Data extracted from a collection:
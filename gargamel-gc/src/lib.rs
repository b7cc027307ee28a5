//! The Game Coordinator capability boundary.
//!
//! Everything in this crate models the underlying Steam-client and
//! Dota-protocol libraries as an external collaborator, behind one
//! interface. [`GcClient`] is that interface; [`fake::FakeGcClient`] is the
//! channel-driven double the rest of the workspace tests against.

pub mod client;
pub mod details;
pub mod events;
pub mod fake;
pub mod lobby_snapshot;

pub use client::{account_id32, GcClient, GcClientFactory};
pub use details::LobbyDetails;
pub use events::{try_speculative_match_details, ConnectionStatus, GcEvent, PartialMatchDetails};
pub use fake::{FakeGcClient, FakeGcClientFactory, RecordedCall};
pub use lobby_snapshot::{LobbyModel, LobbySnapshot, RawLobbyObject, RawMember};
//! Match outcome accumulator.

use serde::{Deserialize, Serialize};

use crate::config_model::{GameMode, ServerRegion};

/// Post-game outcome.
#[derive(Clone, Copy, Debug, PartialEq, Eq, Serialize, Deserialize)]
#[serde(try_from = "i32", into = "i32")]
pub enum MatchOutcome {
    Unknown,
    RadiantWin,
    DireWin,
}

impl MatchOutcome {
    pub fn as_i32(self) -> i32 {
        match self {
            MatchOutcome::Unknown => 0,
            MatchOutcome::RadiantWin => 2,
            MatchOutcome::DireWin => 3,
        }
    }

    pub fn is_known(self) -> bool {
        !matches!(self, MatchOutcome::Unknown)
    }
}

impl Default for MatchOutcome {
    fn default() -> Self {
        MatchOutcome::Unknown
    }
}

impl TryFrom<i32> for MatchOutcome {
    type Error = String;

    fn try_from(value: i32) -> Result<Self, Self::Error> {
        match value {
            0 => Ok(MatchOutcome::Unknown),
            2 => Ok(MatchOutcome::RadiantWin),
            3 => Ok(MatchOutcome::DireWin),
            other => Err(format!("unknown match outcome {other}")),
        }
    }
}

impl From<MatchOutcome> for i32 {
    fn from(value: MatchOutcome) -> Self {
        value.as_i32()
    }
}

/// Accumulator-to-finalized match result. A result is *complete* once
/// `match_id != 0` and `outcome` is known; only complete results are
/// reported and cause teardown.
#[derive(Clone, Debug, Default, Serialize, Deserialize)]
pub struct GameResult {
    pub game_id: String,
    #[serde(default)]
    pub lobby_id: u64,
    #[serde(default)]
    pub match_id: u64,
    #[serde(default)]
    pub outcome: MatchOutcome,
    #[serde(default)]
    pub duration: u32,
    #[serde(default)]
    pub radiant_score: u32,
    #[serde(default)]
    pub dire_score: u32,
    #[serde(default)]
    pub start_time: u32,
    #[serde(default)]
    pub lobby_type: i32,
    #[serde(default)]
    pub game_mode: Option<GameMode>,
    #[serde(default)]
    pub server_region: Option<ServerRegion>,
    /// Wallclock completion timestamp (Unix seconds), stamped by the caller
    /// after the result is assembled (no `SystemTime::now()` inside pure
    /// accumulation logic, so it stays trivially testable).
    #[serde(default)]
    pub completed_at: u64,
}

impl GameResult {
    pub fn new(game_id: impl Into<String>) -> Self {
        Self {
            game_id: game_id.into(),
            ..Default::default()
        }
    }

    /// A result is complete once both a match id and a known outcome are present.
    pub fn is_complete(&self) -> bool {
        self.match_id != 0 && self.outcome.is_known()
    }

    /// The key under which this result accumulates in `pendingResults`:
    /// the match id if known, else the lobby id.
    pub fn pending_key(&self) -> u64 {
        if self.match_id != 0 {
            self.match_id
        } else {
            self.lobby_id
        }
    }
}
//! Outbound callbacks: poll-start and final-result POSTs. Both are
//! fire-and-forget — failure is logged, never retried, and never blocks the
//! caller or prevents teardown.

use std::sync::Arc;
use std::time::{SystemTime, UNIX_EPOCH};

use gargamel_shared::{GameResult, PollStartCallback};

use super::state::GameSession;

pub fn now_unix_seconds() -> u64 {
    SystemTime::now()
        .duration_since(UNIX_EPOCH)
        .map(|d| d.as_secs())
        .unwrap_or(0)
}

/// POSTs `{game_id, action: "start_poll"}` to the configured poll-callback
/// URL, if one is configured. No-op otherwise.
pub async fn report_poll_start(session: &Arc<GameSession>) {
    let url = session.config.read().await.poll_callback_url.clone();
    let Some(url) = url else { return };

    let body = PollStartCallback::new(session.game_id.clone());
    match session.http_client.post(&url).json(&body).send().await {
        Ok(resp) if resp.status().is_success() => {}
        Ok(resp) => {
            tracing::warn!(game_id = %session.game_id, status = %resp.status(), "poll-start callback rejected");
        }
        Err(err) => {
            tracing::warn!(game_id = %session.game_id, error = %err, "poll-start callback failed");
        }
    }
}

/// POSTs the complete `GameResult` to the session's result URL. Teardown
/// proceeds regardless of the outcome.
pub async fn report_final_result(session: &Arc<GameSession>, result: &GameResult) {
    let url = session.config.read().await.result_callback_url.clone();
    match session.http_client.post(&url).json(result).send().await {
        Ok(resp) if resp.status().is_success() => {
            tracing::info!(game_id = %session.game_id, match_id = result.match_id, "final result reported");
        }
        Ok(resp) => {
            tracing::warn!(game_id = %session.game_id, status = %resp.status(), "result callback rejected");
        }
        Err(err) => {
            tracing::warn!(game_id = %session.game_id, error = %err, "result callback failed");
        }
    }
}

● Directions for this task
Filter the records above for the string "reported" and copy each matching line.

● Exercise result
/// reported and cause teardown.
            tracing::info!(game_id = %session.game_id, match_id = result.match_id, "final result reported");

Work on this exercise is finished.